We’re continuing our foray into creating epic dance music build-ups in Logic. Alex Holmes adds new effects to the mix to create something incredible. Check out part 1.
7. Let’s develop the main synth build by setting automation to Touch and recording an increase in the Feedback of a Tape Delay. Tweaking Character and Modulation controls can sound more organic.
8. Filters and volume fades are staples of any build-up. Fade in hi-hats to build high-frequency energy, but leave a couple of extra dBs or Hz so there’s an extra bump of sizzle on the drop.
9. High-pass filter sweeps, either up or down, work especially well on kick fills. Our kick-drum fill lasts for 4 bars leading into the drop, with an upwards sweep that makes the fill sound like it’s rising.
10. For a different movement flavour, we’ve put a Phaser on the flat pad chord and turned the LFO rates down to 0Hz: now we can draw in automation for the Sweep Floor and Ceiling, for our own rise.
11. Depending on your build-up’s style, you may need a big or small detail in the final bars before everything kicks in. Drum fills work well, but we’ve faded in a small chop from elsewhere in the beat.
12. Let’s go extreme. Load up a Space Designer on the master with a very long reverb, EQ out some low end and remove the dry signal. Then bounce the whole build-up section for washed-out reverb sound.
13. Load this onto another track. Add an AUPitch plug-in, in Audio Units > Apple. Turn down Tightness, turn up the Smoothness, and you can automate a long rise (which Logic’s Pitch Shifter can’t do).
14. As a final touch to our background rising effect, automate a resonant band-pass filter using the AutoFilter and add in a Rotor effect set to Gig Rig, to increase width and create space in the centre.
15. For an alternate version, let’s try adding a tempo change. Mute all the elements but the main synth to create some space, and draw in a smooth tempo rise. We’ve gone from 60 back up to 126bpm.
16. As you change the build-up’s style, you may need to adjust sounds or bits of automation. Here, we’ll change the main MIDI synth’s pitch rise to make it move smoothly with the tempo increase.
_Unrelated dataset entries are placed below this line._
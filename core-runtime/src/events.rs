//! # Event Bus System
//!
//! Broadcasts typed [`CoreEvent`]s from core modules to any number of
//! observers using `tokio::sync::broadcast`.
//!
//! ## Overview
//!
//! - **Event Types**: [`CoreEvent`] wraps one enum per domain; today that is
//!   [`CacheEvent`] for the download-and-cache subsystem
//! - **EventBus**: cloneable handle around the broadcast sender
//! - **EventStream**: receiver wrapper with optional filtering
//!
//! ```text
//! ┌──────────────┐     emit      ┌───────────┐    subscribe    ┌────────────────┐
//! │ CacheManager ├──────────────>│ EventBus  ├────────────────>│ download list  │
//! └──────────────┘               │ (broadcast│                 └────────────────┘
//!                                │  channel) ├────────────────>┌────────────────┐
//!                                └───────────┘                 │ player / cells │
//!                                                              └────────────────┘
//! ```
//!
//! ## Usage
//!
//! ```rust
//! use core_runtime::events::{CacheEvent, CoreEvent, EventBus};
//!
//! # #[tokio::main]
//! # async fn main() {
//! let event_bus = EventBus::new(100);
//! let mut stream = event_bus.subscribe();
//!
//! event_bus
//!     .emit(CoreEvent::Cache(CacheEvent::CacheRemoved {
//!         key: "01.mp3".to_string(),
//!         token: "7d3c".to_string(),
//!     }))
//!     .ok();
//!
//! let event = stream.recv().await.unwrap();
//! assert_eq!(event.description(), "Cached file removed");
//! # }
//! ```
//!
//! ## Error Handling
//!
//! - **`RecvError::Lagged(n)`**: the subscriber missed `n` events; it can keep
//!   receiving. Observers should re-read snapshots from the cache manager.
//! - **`RecvError::Closed`**: every sender was dropped; treat as shutdown.
//!
//! Emitting with no subscribers returns `Err(SendError)`, which publishers are
//! expected to ignore.

use bridge_traits::transport::TransferId;
use serde::{Deserialize, Serialize};
use std::fmt;
use tokio::sync::broadcast;

pub use tokio::sync::broadcast::error::{RecvError, SendError};
pub use tokio::sync::broadcast::Receiver;

/// Default buffer size for the event bus channel.
///
/// Progress events arrive once per received chunk, so bursts are common.
pub const DEFAULT_EVENT_BUFFER_SIZE: usize = 256;

// ============================================================================
// Core Event Types
// ============================================================================

/// Top-level event published on the [`EventBus`].
#[derive(Debug, Clone, Serialize, Deserialize, PartialEq, Eq)]
#[serde(tag = "type", content = "payload")]
pub enum CoreEvent {
    /// Download and cache events
    Cache(CacheEvent),
}

impl CoreEvent {
    /// Returns a human-readable description of the event.
    pub fn description(&self) -> &str {
        match self {
            CoreEvent::Cache(e) => e.description(),
        }
    }

    /// Returns the severity level of the event.
    pub fn severity(&self) -> EventSeverity {
        match self {
            CoreEvent::Cache(CacheEvent::DownloadFailed { .. }) => EventSeverity::Warning,
            CoreEvent::Cache(CacheEvent::DownloadCompleted { .. })
            | CoreEvent::Cache(CacheEvent::CacheRemoved { .. })
            | CoreEvent::Cache(CacheEvent::DownloadStarted { .. }) => EventSeverity::Info,
            CoreEvent::Cache(_) => EventSeverity::Debug,
        }
    }
}

/// Event severity levels for filtering and logging.
#[derive(Debug, Clone, Copy, PartialEq, Eq, PartialOrd, Ord, Serialize, Deserialize)]
pub enum EventSeverity {
    Debug,
    Info,
    Warning,
    Error,
}

// ============================================================================
// Cache Events
// ============================================================================

/// Events describing changes to the local media cache.
///
/// `key` is the cache key of the resource (the final path segment of its URL).
#[derive(Debug, Clone, Serialize, Deserialize, PartialEq, Eq)]
#[serde(tag = "event")]
pub enum CacheEvent {
    /// A transfer was handed to the transport.
    DownloadStarted {
        key: String,
        url: String,
        transfer_id: TransferId,
    },
    /// Bytes were persisted for an in-flight transfer.
    DownloadProgress {
        key: String,
        transfer_id: TransferId,
        bytes_written: i64,
        /// `-1` when the size is unknown.
        bytes_expected: i64,
    },
    /// The body was moved into the local store.
    DownloadCompleted {
        key: String,
        path: String,
        /// Invalidation token published with this change.
        token: String,
    },
    /// The transfer failed or its body could not be stored.
    DownloadFailed {
        key: String,
        transfer_id: TransferId,
        message: String,
    },
    /// A cached file was deleted.
    CacheRemoved { key: String, token: String },
    /// The transport finished every queued transfer.
    SessionDrained {
        /// Whether a registered completion handler was run.
        handler_invoked: bool,
    },
}

impl CacheEvent {
    fn description(&self) -> &str {
        match self {
            CacheEvent::DownloadStarted { .. } => "Download started",
            CacheEvent::DownloadProgress { .. } => "Download progress",
            CacheEvent::DownloadCompleted { .. } => "Download cached",
            CacheEvent::DownloadFailed { .. } => "Download failed",
            CacheEvent::CacheRemoved { .. } => "Cached file removed",
            CacheEvent::SessionDrained { .. } => "All downloads finished",
        }
    }

    /// Cache key the event refers to, if any.
    pub fn key(&self) -> Option<&str> {
        match self {
            CacheEvent::DownloadStarted { key, .. }
            | CacheEvent::DownloadProgress { key, .. }
            | CacheEvent::DownloadCompleted { key, .. }
            | CacheEvent::DownloadFailed { key, .. }
            | CacheEvent::CacheRemoved { key, .. } => Some(key),
            CacheEvent::SessionDrained { .. } => None,
        }
    }
}

// ============================================================================
// Event Bus
// ============================================================================

/// Central broadcast channel for core events.
///
/// Cloning the bus clones the sender; all clones publish to the same
/// subscribers.
#[derive(Clone)]
pub struct EventBus {
    sender: broadcast::Sender<CoreEvent>,
}

impl EventBus {
    /// Creates a new event bus buffering up to `capacity` events per subscriber.
    ///
    /// # Panics
    ///
    /// Panics if `capacity` is zero (see `tokio::sync::broadcast::channel`).
    pub fn new(capacity: usize) -> Self {
        let (sender, _) = broadcast::channel(capacity);
        Self { sender }
    }

    /// Publishes an event to all subscribers.
    ///
    /// Returns the number of subscribers that received the event, or an error
    /// when nobody is listening.
    pub fn emit(&self, event: CoreEvent) -> Result<usize, SendError<CoreEvent>> {
        self.sender.send(event)
    }

    /// Creates a new receiver. Past events are not replayed.
    pub fn subscribe(&self) -> Receiver<CoreEvent> {
        self.sender.subscribe()
    }

    pub fn subscriber_count(&self) -> usize {
        self.sender.receiver_count()
    }
}

impl Default for EventBus {
    fn default() -> Self {
        Self::new(DEFAULT_EVENT_BUFFER_SIZE)
    }
}

impl fmt::Debug for EventBus {
    fn fmt(&self, f: &mut fmt::Formatter<'_>) -> fmt::Result {
        f.debug_struct("EventBus")
            .field("subscriber_count", &self.subscriber_count())
            .finish()
    }
}

// ============================================================================
// Event Stream Wrapper
// ============================================================================

type EventFilter = Box<dyn Fn(&CoreEvent) -> bool + Send + Sync>;

/// A `broadcast::Receiver` with an optional filter.
///
/// ```rust
/// use core_runtime::events::{CacheEvent, CoreEvent, EventBus, EventStream};
///
/// let event_bus = EventBus::new(16);
/// let failures = EventStream::new(event_bus.subscribe())
///     .filter(|event| matches!(event, CoreEvent::Cache(CacheEvent::DownloadFailed { .. })));
/// ```
pub struct EventStream {
    receiver: Receiver<CoreEvent>,
    filter: Option<EventFilter>,
}

impl EventStream {
    pub fn new(receiver: Receiver<CoreEvent>) -> Self {
        Self {
            receiver,
            filter: None,
        }
    }

    /// Only events matching `predicate` will be returned.
    ///
    /// Filters compose: an event must pass every predicate added.
    pub fn filter<F>(mut self, predicate: F) -> Self
    where
        F: Fn(&CoreEvent) -> bool + Send + Sync + 'static,
    {
        self.filter = Some(match self.filter.take() {
            Some(existing) => Box::new(move |event| existing(event) && predicate(event)),
            None => Box::new(predicate),
        });
        self
    }

    /// Restrict the stream to events about one cache key.
    pub fn for_key(self, key: impl Into<String>) -> Self {
        let key = key.into();
        self.filter(move |event| match event {
            CoreEvent::Cache(e) => e.key() == Some(key.as_str()),
        })
    }

    fn accepts(&self, event: &CoreEvent) -> bool {
        self.filter.as_ref().map_or(true, |f| f(event))
    }

    /// Receives the next event that passes the filter.
    ///
    /// # Errors
    ///
    /// `RecvError::Lagged(n)` if the subscriber fell behind by `n` events,
    /// `RecvError::Closed` once all senders have been dropped.
    pub async fn recv(&mut self) -> Result<CoreEvent, RecvError> {
        loop {
            let event = self.receiver.recv().await?;
            if self.accepts(&event) {
                return Ok(event);
            }
        }
    }

    /// Attempts to receive an event without waiting.
    ///
    /// Returns `None` if no matching event is currently buffered.
    pub fn try_recv(&mut self) -> Option<Result<CoreEvent, RecvError>> {
        loop {
            match self.receiver.try_recv() {
                Ok(event) if self.accepts(&event) => return Some(Ok(event)),
                Ok(_) => continue,
                Err(broadcast::error::TryRecvError::Empty) => return None,
                Err(broadcast::error::TryRecvError::Lagged(n)) => {
                    return Some(Err(RecvError::Lagged(n)))
                }
                Err(broadcast::error::TryRecvError::Closed) => return Some(Err(RecvError::Closed)),
            }
        }
    }
}

impl fmt::Debug for EventStream {
    fn fmt(&self, f: &mut fmt::Formatter<'_>) -> fmt::Result {
        f.debug_struct("EventStream")
            .field("has_filter", &self.filter.is_some())
            .finish()
    }
}

// ============================================================================
// Tests
// ============================================================================

#[cfg(test)]
mod tests {
    use super::*;

    fn removed(key: &str) -> CoreEvent {
        CoreEvent::Cache(CacheEvent::CacheRemoved {
            key: key.to_string(),
            token: "token".to_string(),
        })
    }

    fn failed(key: &str) -> CoreEvent {
        CoreEvent::Cache(CacheEvent::DownloadFailed {
            key: key.to_string(),
            transfer_id: TransferId(3),
            message: "HTTP error: 404".to_string(),
        })
    }

    #[tokio::test]
    async fn test_emit_without_subscribers_is_an_error() {
        let bus = EventBus::new(10);
        assert_eq!(bus.subscriber_count(), 0);
        assert!(bus.emit(removed("a.mp3")).is_err());
    }

    #[tokio::test]
    async fn test_multiple_subscribers_receive_same_event() {
        let bus = EventBus::new(10);
        let mut sub1 = bus.subscribe();
        let mut sub2 = bus.subscribe();

        assert_eq!(bus.emit(removed("a.mp3")).unwrap(), 2);
        assert_eq!(sub1.recv().await.unwrap(), removed("a.mp3"));
        assert_eq!(sub2.recv().await.unwrap(), removed("a.mp3"));
    }

    #[tokio::test]
    async fn test_event_stream_with_filter() {
        let bus = EventBus::new(10);
        let mut stream = EventStream::new(bus.subscribe()).filter(|event| {
            matches!(event, CoreEvent::Cache(CacheEvent::DownloadFailed { .. }))
        });

        bus.emit(removed("a.mp3")).unwrap();
        bus.emit(failed("b.mp3")).unwrap();

        assert_eq!(stream.recv().await.unwrap(), failed("b.mp3"));
    }

    #[tokio::test]
    async fn test_event_stream_for_key() {
        let bus = EventBus::new(10);
        let mut stream = EventStream::new(bus.subscribe()).for_key("b.mp3");

        bus.emit(removed("a.mp3")).unwrap();
        bus.emit(CoreEvent::Cache(CacheEvent::SessionDrained {
            handler_invoked: false,
        }))
        .unwrap();
        bus.emit(removed("b.mp3")).unwrap();

        assert_eq!(stream.try_recv().unwrap().unwrap(), removed("b.mp3"));
        assert!(stream.try_recv().is_none());
    }

    #[tokio::test]
    async fn test_filters_compose() {
        let bus = EventBus::new(10);
        let mut stream = EventStream::new(bus.subscribe())
            .for_key("b.mp3")
            .filter(|event| matches!(event, CoreEvent::Cache(CacheEvent::DownloadFailed { .. })));

        bus.emit(failed("a.mp3")).unwrap();
        bus.emit(removed("b.mp3")).unwrap();
        bus.emit(failed("b.mp3")).unwrap();

        assert_eq!(stream.try_recv().unwrap().unwrap(), failed("b.mp3"));
        assert!(stream.try_recv().is_none());
    }

    #[tokio::test]
    async fn test_lagged_subscriber() {
        let bus = EventBus::new(2);
        let mut sub = bus.subscribe();

        for i in 0..5 {
            bus.emit(removed(&format!("{}.mp3", i))).unwrap();
        }

        assert!(matches!(sub.recv().await, Err(RecvError::Lagged(_))));
        assert!(sub.recv().await.is_ok());
    }

    #[test]
    fn test_event_severity() {
        assert_eq!(failed("a.mp3").severity(), EventSeverity::Warning);
        assert_eq!(removed("a.mp3").severity(), EventSeverity::Info);
        let progress = CoreEvent::Cache(CacheEvent::DownloadProgress {
            key: "a.mp3".to_string(),
            transfer_id: TransferId(1),
            bytes_written: 50,
            bytes_expected: 200,
        });
        assert_eq!(progress.severity(), EventSeverity::Debug);
        assert!(EventSeverity::Warning > EventSeverity::Info);
    }

    #[test]
    fn test_event_serialization() {
        let json = serde_json::to_value(removed("a.mp3")).unwrap();
        assert_eq!(json["type"], "Cache");
        assert_eq!(json["payload"]["event"], "CacheRemoved");
        assert_eq!(json["payload"]["key"], "a.mp3");

        let back: CoreEvent = serde_json::from_value(json).unwrap();
        assert_eq!(back, removed("a.mp3"));
    }

    #[test]
    fn test_event_key() {
        let CoreEvent::Cache(event) = failed("b.mp3");
        assert_eq!(event.key(), Some("b.mp3"));
        assert_eq!(
            CacheEvent::SessionDrained {
                handler_invoked: true
            }
            .key(),
            None
        );
    }
}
17. Now that we’ve got a feel for this new build-up, we need to add a few of the elements back in, to smooth over the transition. Try adding hi-hats, pads and FX and make any automation adjustments.
18. Try setting any audio parts to Speed Flex, which keeps them in time with the tempo progression, but raises the pitch as the tempo increases – this is especially dramatic on drums and vocals.